After you’ve set the intention (decided) to establish your own company, comes a detailed business plan, followed by a decision on which type of legal entity would be the smartest to register. Your decision on this will have long-term consequences on your business, therefore choose carefully. Here, you have a couple of options, such as registering a partnership, a corporation maybe, or an LLC.
What is important to mention at this point is that one of the simplest and quickest solutions would be to register LLC. For this very reason, we are going to give you some basics of what you should know when planning to register a Limited Liability Company (LLC).
1. It’s one of the best business structures
As was said previously, it is one of the quickest solutions to register a business. It combines all the good features of a corporation, and partnership as well. The limited liability characteristic has been taken from the corporations, while flexibility in operation is something typical to the partnership. Read more about the advantages of forming such a business on LLCGuys.
2. Liability both personal and business-wise
Registering this type of business, first of all, gives you personal protection. How? Let’s say someone wants to file a lawsuit against your business, because of personal matters. Their primary motive is something they hold against you as a person, so they shoot where it will hurt the most. If your business is LLC, they cannot harm you personally, so you can sleep soundly knowing your assets are safe.
It is also a great way to prevent your business from liquidation if such a personal lawsuit ever happens. In fact, it is the only way. Other forms of business entities cannot do that.
3. LLC will have to be included in the name
As you have probably noticed, all the famous business structures registered like this, have LLC included in their name.
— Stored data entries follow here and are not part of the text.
use std::collections::BTreeMap;
use std::path::Path;
use std::sync::Arc;

use crate::error::{OrchestratorError, Result};
use crate::job::{JobAnalysis, WorkflowKind};
use crate::resources::ResourceRequirements;
use crate::workflow::template::{Backoff, RetryPolicy, StepKind, WorkflowStep, WorkflowTemplate};

/// Template used when the recommended one is not registered.
pub const FALLBACK_WORKFLOW: &str = "balanced-async";

/// Named workflow templates, fixed after startup.
#[derive(Debug, Clone, Default)]
pub struct WorkflowCatalog {
    templates: BTreeMap<String, Arc<WorkflowTemplate>>,
}

impl WorkflowCatalog {
    /// An empty catalog.
    pub fn new() -> Self {
        Self::default()
    }

    /// Catalog holding the four built-in templates.
    pub fn builtin() -> Self {
        let mut catalog = Self::new();
        for template in builtin_templates() {
            // Built-ins are covered by `builtin_templates_are_valid`.
            if let Err(e) = catalog.register(template) {
                tracing::error!(error = %e, "Built-in workflow template rejected");
            }
        }
        catalog
    }

    /// Load templates from a JSON array file on top of the built-ins.
    /// Templates with a built-in name replace it.
    pub fn from_file(path: impl AsRef<Path>) -> Result<Self> {
        let path = path.as_ref();
        let contents = std::fs::read_to_string(path)?;
        let templates: Vec<WorkflowTemplate> = serde_json::from_str(&contents)?;
        let mut catalog = Self::builtin();
        for template in templates {
            catalog.register(template)?;
        }
        tracing::info!(path = %path.display(), templates = catalog.len(), "Workflow catalog loaded");
        Ok(catalog)
    }

    /// Validate and add a template, replacing any with the same name.
    pub fn register(&mut self, template: WorkflowTemplate) -> Result<()> {
        template.validate()?;
        tracing::debug!(
            workflow = %template.name,
            steps = template.steps.len(),
            parallel = template.parallel,
            "Workflow template registered"
        );
        self.templates
            .insert(template.name.clone(), Arc::new(template));
        Ok(())
    }

    pub fn get(&self, name: &str) -> Option<Arc<WorkflowTemplate>> {
        self.templates.get(name).cloned()
    }

    pub fn contains(&self, name: &str) -> bool {
        self.templates.contains_key(name)
    }

    pub fn names(&self) -> Vec<&str> {
        self.templates.keys().map(String::as_str).collect()
    }

    pub fn templates(&self) -> impl Iterator<Item = &WorkflowTemplate> {
        self.templates.values().map(|t| t.as_ref())
    }

    pub fn len(&self) -> usize {
        self.templates.len()
    }

    pub fn is_empty(&self) -> bool {
        self.templates.is_empty()
    }

    /// Template for the analysis' recommendation, or the balanced template
    /// when that one is missing. Only an empty catalog yields an error.
    pub fn select_workflow(&self, analysis: &JobAnalysis) -> Result<Arc<WorkflowTemplate>> {
        let wanted = analysis.recommended_workflow.template_name();
        if let Some(template) = self.get(wanted) {
            return Ok(template);
        }
        match self.get(FALLBACK_WORKFLOW) {
            Some(template) => {
                tracing::warn!(
                    requested = wanted,
                    fallback = FALLBACK_WORKFLOW,
                    "Workflow not registered, using fallback"
                );
                Ok(template)
            }
            None => Err(OrchestratorError::UnknownWorkflow(wanted.to_string())),
        }
    }
}

fn retry(max_attempts: u32, backoff: Backoff, initial_delay_ms: u64) -> RetryPolicy {
    RetryPolicy::new(max_attempts, backoff, initial_delay_ms, 10_000)
}

fn fast_sync() -> WorkflowTemplate {
    WorkflowTemplate::new(WorkflowKind::FastSync.template_name(), false)
        .with_description("Small jobs processed start to finish in one pass")
        .with_step(
            WorkflowStep::new("analyze", StepKind::Analyze, 5_000)
                .with_retry(retry(2, Backoff::Fixed, 200)),
        )
        .with_step(
            WorkflowStep::new("download", StepKind::Download, 30_000)
                .after(["analyze"])
                .with_retry(retry(3, Backoff::Exponential, 500)),
        )
        .with_step(
            WorkflowStep::new("process", StepKind::Process, 60_000)
                .after(["download"])
                .with_retry(retry(2, Backoff::Linear, 1_000)),
        )
        .with_step(
            WorkflowStep::new("upload", StepKind::Upload, 30_000)
                .after(["process"])
                .with_retry(retry(3, Backoff::Exponential, 500)),
        )
        .with_step(
            WorkflowStep::new("notify", StepKind::Notify, 5_000)
                .after(["upload"])
                .with_retry(retry(2, Backoff::Fixed, 200)),
        )
}

fn balanced_async() -> WorkflowTemplate {
    WorkflowTemplate::new(WorkflowKind::BalancedAsync.template_name(), true)
        .with_description("General purpose graph with a notify/cleanup fan-out")
        .with_step(
            WorkflowStep::new("analyze", StepKind::Analyze, 10_000)
                .with_retry(retry(2, Backoff::Fixed, 500)),
        )
        .with_step(
            WorkflowStep::new("download", StepKind::Download, 120_000)
                .after(["analyze"])
                .with_retry(retry(3, Backoff::Exponential, 1_000)),
        )
        .with_step(
            WorkflowStep::new("process", StepKind::Process, 300_000)
                .after(["download"])
                .with_retry(retry(2, Backoff::Linear, 2_000))
                .parallelizable(),
        )
        .with_step(
            WorkflowStep::new("upload", StepKind::Upload, 120_000)
                .after(["process"])
                .with_retry(retry(3, Backoff::Exponential, 1_000)),
        )
        .with_step(
            WorkflowStep::new("notify", StepKind::Notify, 10_000)
                .after(["upload"])
                .with_retry(retry(2, Backoff::Fixed, 500)),
        )
        .with_step(
            WorkflowStep::new("cleanup", StepKind::Cleanup, 30_000)
                .after(["upload"])
                .with_retry(retry(1, Backoff::Fixed, 0)),
        )
}

fn high_performance() -> WorkflowTemplate {
    let accelerated = ResourceRequirements::new(4_000, 4_096, 0, 0).with_gpu(1);
    WorkflowTemplate::new(WorkflowKind::HighPerformance.template_name(), true)
        .with_description("Accelerator-backed processing with encode and preview in parallel")
        .with_step(
            WorkflowStep::new("analyze", StepKind::Analyze, 10_000)
                .with_retry(retry(2, Backoff::Fixed, 500)),
        )
        .with_step(
            WorkflowStep::new("download", StepKind::Download, 120_000)
                .after(["analyze"])
                .with_retry(retry(3, Backoff::Exponential, 1_000)),
        )
        .with_step(
            WorkflowStep::new("process", StepKind::Process, 300_000)
                .after(["download"])
                .with_retry(retry(2, Backoff::Exponential, 2_000))
                .with_resource_hint(accelerated)
                .parallelizable(),
        )
        .with_step(
            WorkflowStep::new("encode", StepKind::Encode, 600_000)
                .after(["process"])
                .with_retry(retry(2, Backoff::Exponential, 2_000))
                .with_resource_hint(accelerated)
                .parallelizable(),
        )
        .with_step(
            WorkflowStep::new("preview", StepKind::Encode, 120_000)
                .after(["process"])
                .with_retry(retry(2, Backoff::Fixed, 1_000))
                .parallelizable(),
        )
        .with_step(
            WorkflowStep::new("upload", StepKind::Upload, 120_000)
                .after(["encode", "preview"])
                .with_retry(retry(3, Backoff::Exponential, 1_000)),
        )
        .with_step(
            WorkflowStep::new("notify", StepKind::Notify, 10_000)
                .after(["upload"])
                .with_retry(retry(2, Backoff::Fixed, 500)),
        )
}

fn distributed() -> WorkflowTemplate {
    let mut template = WorkflowTemplate::new(WorkflowKind::Distributed.template_name(), true)
        .with_description("Extreme jobs split into partitions processed side by side")
        .with_step(
            WorkflowStep::new("split", StepKind::Analyze, 30_000)
                .with_retry(retry(2, Backoff::Fixed, 500)),
        );
    let partitions: Vec<String> = (1..=3).map(|i| format!("process-{i}")).collect();
    for id in &partitions {
        template = template.with_step(
            WorkflowStep::new(id.clone(), StepKind::Process, 600_000)
                .after(["split"])
                .with_retry(retry(3, Backoff::Exponential, 2_000))
                .parallelizable(),
        );
    }
    template
        .with_step(
            WorkflowStep::new("merge", StepKind::Process, 300_000)
                .after(partitions)
                .with_retry(retry(2, Backoff::Linear, 2_000)),
        )
        .with_step(
            WorkflowStep::new("encode", StepKind::Encode, 900_000)
                .after(["merge"])
                .with_retry(retry(2, Backoff::Exponential, 2_000)),
        )
        .with_step(
            WorkflowStep::new("upload", StepKind::Upload, 300_000)
                .after(["encode"])
                .with_retry(retry(3, Backoff::Exponential, 1_000)),
        )
        .with_step(
            WorkflowStep::new("notify", StepKind::Notify, 10_000)
                .after(["upload"])
                .with_retry(retry(2, Backoff::Fixed, 500)),
        )
        .with_step(
            WorkflowStep::new("cleanup", StepKind::Cleanup, 60_000)
                .after(["upload"])
                .with_retry(retry(1, Backoff::Fixed, 0)),
        )
}

/// The templates every catalog starts from.
pub fn builtin_templates() -> Vec<WorkflowTemplate> {
    vec![fast_sync(), balanced_async(), high_performance(), distributed()]
}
Therefore, you should start thinking about what kind of name will your business carry and how will it sound with this abbreviation in the end. But keep in mind one thing – the name has to comply with the rules of the state where you registering your business in. Rules are different from one state to another, but usually require as already mentioned, that it ends with LLC, and that it has to be unique (there should not be another entity registered under the same name, in the same state).
If you had a really good name, but you’re afraid someone will leak the information about it and it might be stolen, there’s a possibility of reservation for a period of time, for a small fee.
4. Each state has a different requirement for registering this type of business entity
So, just as you would have to do with the name, you should also do some research on the requirements for registering LLC in the state you’re in. Based on this you will find out what kind of documents you may need for registration, and where to search for them. While doing this, you will also notice that not every state uses the same terms. Some states call it the certificate of organization, some certificate of formation. In any case, it is the same thing, so don’t get confused.
5. Registration can be done online
If you’re wondering where this kind of entity is being registered, the answer is the Secretary of the State’s page. When you gather things like the name, address, owner info, and other required information, on the webpage you’ll find a form to fill in and submit by paying a modest registration fee (in most states around 100 USD).
6. Outsiders can manage the LLC
The structure of the management can be organized in a couple of ways. What is the usual practice is that it has a group of people already members of LLC elected to manage, but there is also a possibility to delegate this task to someone outside. This person, or a group of “outsiders” will manage the entity.
It could be like a board that will vote on strategic plans and other decisions, important for the business progress.
7. There are a variety of tax types available
Since this type of entity has characteristics of both partnerships and corporations, it has the opportunity to choose the type of tax status. Depending on which kind of tax status they choose, documents like information statements and federal returns will vary according to your choosing.
8. Registration is way simpler than in other cases
As opposed to registering any other type of business, forming the LLC goes with fewer complications. In previous points, it was mentioned how the management can be different, how online registration is performed, so all this clearly shows that the process is rather simple. According to BestLLC, some states require operating agreements to be signed, but not all. It is recommended, however, if your business has multiple members.
9. Flexibility in investing
If there are multiple owners, owning different percentages, one would think the investments must follow the ownership percentage. But, not in this case. LLC will not require the investments to be equal to ownership percentage. That’s why operating agreements are useful to have.
After reading all these basics one should know after deciding to form an LLC, one can’t think how many benefits it has, and how much a good choice it is to choose this form of business. One final thing you should know, that we failed to underline before is that the formation of such a business does not require a group of people, but can be performed by a single person.